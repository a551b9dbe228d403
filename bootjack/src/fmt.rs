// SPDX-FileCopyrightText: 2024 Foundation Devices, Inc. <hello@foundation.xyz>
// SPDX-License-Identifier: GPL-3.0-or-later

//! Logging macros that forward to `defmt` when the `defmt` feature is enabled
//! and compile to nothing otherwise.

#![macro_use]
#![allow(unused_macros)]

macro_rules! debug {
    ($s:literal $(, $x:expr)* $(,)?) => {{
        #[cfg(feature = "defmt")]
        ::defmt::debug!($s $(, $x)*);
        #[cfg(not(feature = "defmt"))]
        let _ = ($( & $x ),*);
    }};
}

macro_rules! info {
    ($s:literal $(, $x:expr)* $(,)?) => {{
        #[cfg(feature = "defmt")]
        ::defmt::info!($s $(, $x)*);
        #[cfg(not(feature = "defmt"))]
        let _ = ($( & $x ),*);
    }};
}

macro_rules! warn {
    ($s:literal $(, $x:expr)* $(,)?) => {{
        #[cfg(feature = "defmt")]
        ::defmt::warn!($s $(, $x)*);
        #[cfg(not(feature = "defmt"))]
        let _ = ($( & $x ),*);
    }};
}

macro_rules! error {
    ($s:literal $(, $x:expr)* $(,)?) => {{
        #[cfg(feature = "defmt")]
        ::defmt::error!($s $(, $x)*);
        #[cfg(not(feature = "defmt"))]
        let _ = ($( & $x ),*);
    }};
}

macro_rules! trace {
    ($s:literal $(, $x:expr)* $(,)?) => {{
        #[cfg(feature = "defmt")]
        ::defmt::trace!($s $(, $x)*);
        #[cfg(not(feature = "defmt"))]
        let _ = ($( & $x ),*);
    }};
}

▬▬▬

_The problem_
Would you transcribe the entries above exactly as they appear?

_Written response_
repository a551b9dbe228d403
filename bootjack/src/fmt.rs
// SPDX-FileCopyrightText: 2024 Foundation Devices, Inc. <hello@foundation.xyz>
// SPDX-License-Identifier: GPL-3.0-or-later

//! Logging macros that forward to `defmt` when the `defmt` feature is enabled
//! and compile to nothing otherwise.

#![macro_use]
#![allow(unused_macros)]

macro_rules! debug {
    ($s:literal $(, $x:expr)* $(,)?) => {{
        #[cfg(feature = "defmt")]
        ::defmt::debug!($s $(, $x)*);
        #[cfg(not(feature = "defmt"))]
        let _ = ($( & $x ),*);
    }};
}

macro_rules! info {
    ($s:literal $(, $x:expr)* $(,)?) => {{
        #[cfg(feature = "defmt")]
        ::defmt::info!($s $(, $x)*);
        #[cfg(not(feature = "defmt"))]
        let _ = ($( & $x ),*);
    }};
}

macro_rules! warn {
    ($s:literal $(, $x:expr)* $(,)?) => {{
        #[cfg(feature = "defmt")]
        ::defmt::warn!($s $(, $x)*);
        #[cfg(not(feature = "defmt"))]
        let _ = ($( & $x ),*);
    }};
}

macro_rules! error {
    ($s:literal $(, $x:expr)* $(,)?) => {{
        #[cfg(feature = "defmt")]
        ::defmt::error!($s $(, $x)*);
        #[cfg(not(feature = "defmt"))]
        let _ = ($( & $x ),*);
    }};
}

macro_rules! trace {
    ($s:literal $(, $x:expr)* $(,)?) => {{
        #[cfg(feature = "defmt")]
        ::defmt::trace!($s $(, $x)*);
        #[cfg(not(feature = "defmt"))]
        let _ = ($( & $x ),*);
    }};
}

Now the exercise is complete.